Aliás, não eu apenas, mas todos nós. Pensando melhor… vou mandar para o congresso um projeto propondo a criação do ‘surtódromo’, onde todos os que precisam, podem surtar sem causar mais estragos nos seus pares. Preciso surtar, mais que isso, preciso surtar sem me preocupar no que os outros vão pensar, e sem achar que as minhas ações vão despencar na bolsa das opiniões alheias.
É claro que não vou surtar no meio de uma consulta, nem mesmo dentro de casa, não que eu tema pela segurança da porcelana chinesa da dinastia Ming, que não possuo, ou vá pegar um facão filipino e retalhar o meu colchão americano e os lençóis Trussard (que igualmente não possuo). Vou antes contratar algum cenotécnico da TV para montar um cenário, tudo falso, tudo ‘feito para surtos’ que tenham naturalmente grande efeito dramático ao serem arremessados contra a parede, aqueles travesseiros de pluma de ganso que fazem ‘nevar’ quando são esfaqueados cruelmente pelo surtando. Vou pedir para colocarem no cenário um martelo, e vou martelar tudo que encontrar a minha volta e depois de urrar, de falar todos os palavrões possíveis em várias línguas, vou me arremessar num monte de almofadas e chorar muito, como um bebê chorão e depois vou dar as mais escrachadas gargalhadas que qualquer ator ou atriz já conseguiu, num gran finale apoteótico vou VOMITAR os trezentos e sessenta e cinco dias, os trezentos e sessenta e cinco dramas e tragédias, meus e alheios, vou vomitar até ‘as tripas’ e me limpar dos sapos e ouriços que engoli (por vontade própria) ao longo do ano.

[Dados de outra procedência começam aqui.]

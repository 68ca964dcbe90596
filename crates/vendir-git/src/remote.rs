//! Ref listing and commit containment over git2.

use std::collections::BTreeMap;

use git2::{Direction, Oid, Remote, Repository};
use tempfile::TempDir;
use vendir_resolve::{CommitChecker, RemoteTag, TagCandidate, TagCatalog, version_candidates};

use crate::{Error, Result};

const TAG_PREFIX: &str = "refs/tags/";
const PEELED_SUFFIX: &str = "^{}";

/// A ref advertised by a remote.
#[derive(Debug, Clone, PartialEq, Eq)]
pub struct RemoteRef {
    pub name: String,
    pub oid: String,
}

impl RemoteRef {
    pub fn new(name: impl Into<String>, oid: impl Into<String>) -> Self {
        Self {
            name: name.into(),
            oid: oid.into(),
        }
    }
}

/// Talks to remotes by URL. Every call opens its own connection.
#[derive(Debug, Default, Clone, Copy)]
pub struct RemoteRepository;

impl RemoteRepository {
    pub fn new() -> Self {
        Self
    }

    /// Advertised refs, like `git ls-remote`.
    pub fn list_refs(&self, url: &str) -> Result<Vec<RemoteRef>> {
        let mut remote = Remote::create_detached(url)?;
        remote.connect(Direction::Fetch)?;
        let refs: Vec<RemoteRef> = remote
            .list()?
            .iter()
            .map(|head| RemoteRef::new(head.name(), head.oid().to_string()))
            .collect();
        remote.disconnect()?;

        tracing::debug!(url = %url, refs = refs.len(), "Listed remote refs");
        Ok(refs)
    }

    pub fn tags(&self, url: &str) -> Result<Vec<RemoteTag>> {
        Ok(tags_from_refs(&self.list_refs(url)?))
    }

    /// Commit at the tip of `branch`, or at the remote `HEAD`.
    pub fn head(&self, url: &str, branch: Option<&str>) -> Result<String> {
        let refs = self.list_refs(url)?;
        let wanted: Vec<String> = match branch {
            Some(name) => vec![
                format!("refs/heads/{name}"),
                format!("{TAG_PREFIX}{name}{PEELED_SUFFIX}"),
                format!("{TAG_PREFIX}{name}"),
            ],
            None => vec!["HEAD".to_string()],
        };

        wanted
            .iter()
            .find_map(|name| refs.iter().find(|r| &r.name == name))
            .map(|r| r.oid.clone())
            .ok_or_else(|| Error::RefNotFound {
                url: url.to_string(),
                name: branch.unwrap_or("HEAD").to_string(),
            })
    }

    /// Highest version tag at or after `commit_sha` in history.
    ///
    /// Fetches heads and tags into a scratch bare repository that is removed
    /// when the call returns. An unknown commit yields `None`.
    pub fn containing_tag(&self, url: &str, commit_sha: &str) -> Result<Option<TagCandidate>> {
        let scratch = TempDir::new()?;
        let repo = Repository::init_bare(scratch.path())?;
        {
            let mut remote = repo.remote_anonymous(url)?;
            remote.fetch(
                &[
                    "+refs/heads/*:refs/remotes/origin/*",
                    "+refs/tags/*:refs/tags/*",
                ],
                None,
                None,
            )?;
        }

        let target = match repo
            .revparse_single(commit_sha)
            .and_then(|object| object.peel_to_commit())
        {
            Ok(commit) => commit.id(),
            Err(e) => {
                tracing::debug!(url = %url, commit = %commit_sha, error = %e, "Commit not in fetched history");
                return Ok(None);
            }
        };

        let mut tags = Vec::new();
        for name in repo.tag_names(None)?.iter().flatten() {
            let commit = repo
                .revparse_single(&format!("{TAG_PREFIX}{name}"))?
                .peel_to_commit()?;
            tags.push(RemoteTag::new(name, Some(&commit.id().to_string())));
        }

        for candidate in version_candidates(&tags) {
            let Some(sha) = candidate.commit_sha.as_deref() else {
                continue;
            };
            let oid = Oid::from_str(sha)?;
            if oid == target || repo.graph_descendant_of(oid, target)? {
                return Ok(Some(candidate));
            }
        }
        Ok(None)
    }
}

/// Pair each tag with its commit, preferring the peeled `^{}` entry that
/// annotated tags advertise. Order follows the listing.
pub fn tags_from_refs(refs: &[RemoteRef]) -> Vec<RemoteTag> {
    let mut tags: Vec<(&str, &str)> = Vec::new();
    let mut peeled: BTreeMap<&str, &str> = BTreeMap::new();

    for r in refs {
        let Some(name) = r.name.strip_prefix(TAG_PREFIX) else {
            continue;
        };
        match name.strip_suffix(PEELED_SUFFIX) {
            Some(base) => {
                peeled.insert(base, r.oid.as_str());
            }
            None => tags.push((name, r.oid.as_str())),
        }
    }

    tags.into_iter()
        .map(|(name, oid)| {
            let commit = peeled.get(name).copied().unwrap_or(oid);
            RemoteTag::new(name, Some(commit))
        })
        .collect()
}

impl TagCatalog for RemoteRepository {
    fn list_tags(&self, repository: &str) -> vendir_resolve::Result<Vec<RemoteTag>> {
        self.tags(repository).map_err(|e| e.into_remote(repository))
    }
}

impl CommitChecker for RemoteRepository {
    fn head_commit(&self, url: &str, branch: Option<&str>) -> vendir_resolve::Result<String> {
        self.head(url, branch).map_err(|e| e.into_remote(url))
    }

    fn tag_containing_commit(
        &self,
        url: &str,
        commit_sha: &str,
    ) -> vendir_resolve::Result<Option<TagCandidate>> {
        self.containing_tag(url, commit_sha)
            .map_err(|e| e.into_remote(url))
    }
}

Cansado, mas leve como aquelas plumas de ganso, vou tomar uma ducha, enquanto o pessoal da contra-regra (interessante esse nome não?) faz o trabalho de rescaldo. Esse é o meu projeto para 2006. Aliás, para os espíritos mais empreendedores, essa não é uma idéia de negócios? Já até imagino o slogan da empresa: SURTO COM SEGURANÇA – VENHA SURTAR E EXORCIZAR OS SEUS DEMÔNIOS NOS NOSSOS AMBIENTES SEGUROS E COM ACOMPANHAMENTO PSICOLÓGICO.
Se você resolveu encampar essa idéia (que estou dando de graça) pode colocar o meu nome no topo da lista de espera. Nesse ano vou surtar, mas sem quebrar um só copo (preciso aclamar a minha mulher) nem ferir a mim mesmo. Caso não consiga um ambiente seguro para a minha surtada, vou fazê-lo mentalmente. Afinal, pior do que mostrar as próprias fraquezas e inseguranças é encenar diariamente superpoderes que não existem a não ser na nossa imaginação, e jogar para dentro do nosso corpo e da nossa mente toda essa grande variedade de venenos. Em 2006 vamos todos assumir as nossas limitações, e aprender a vomitar sistematicamente os lixos emocionais dos outros. E por falar nisso, qual é o seu problema?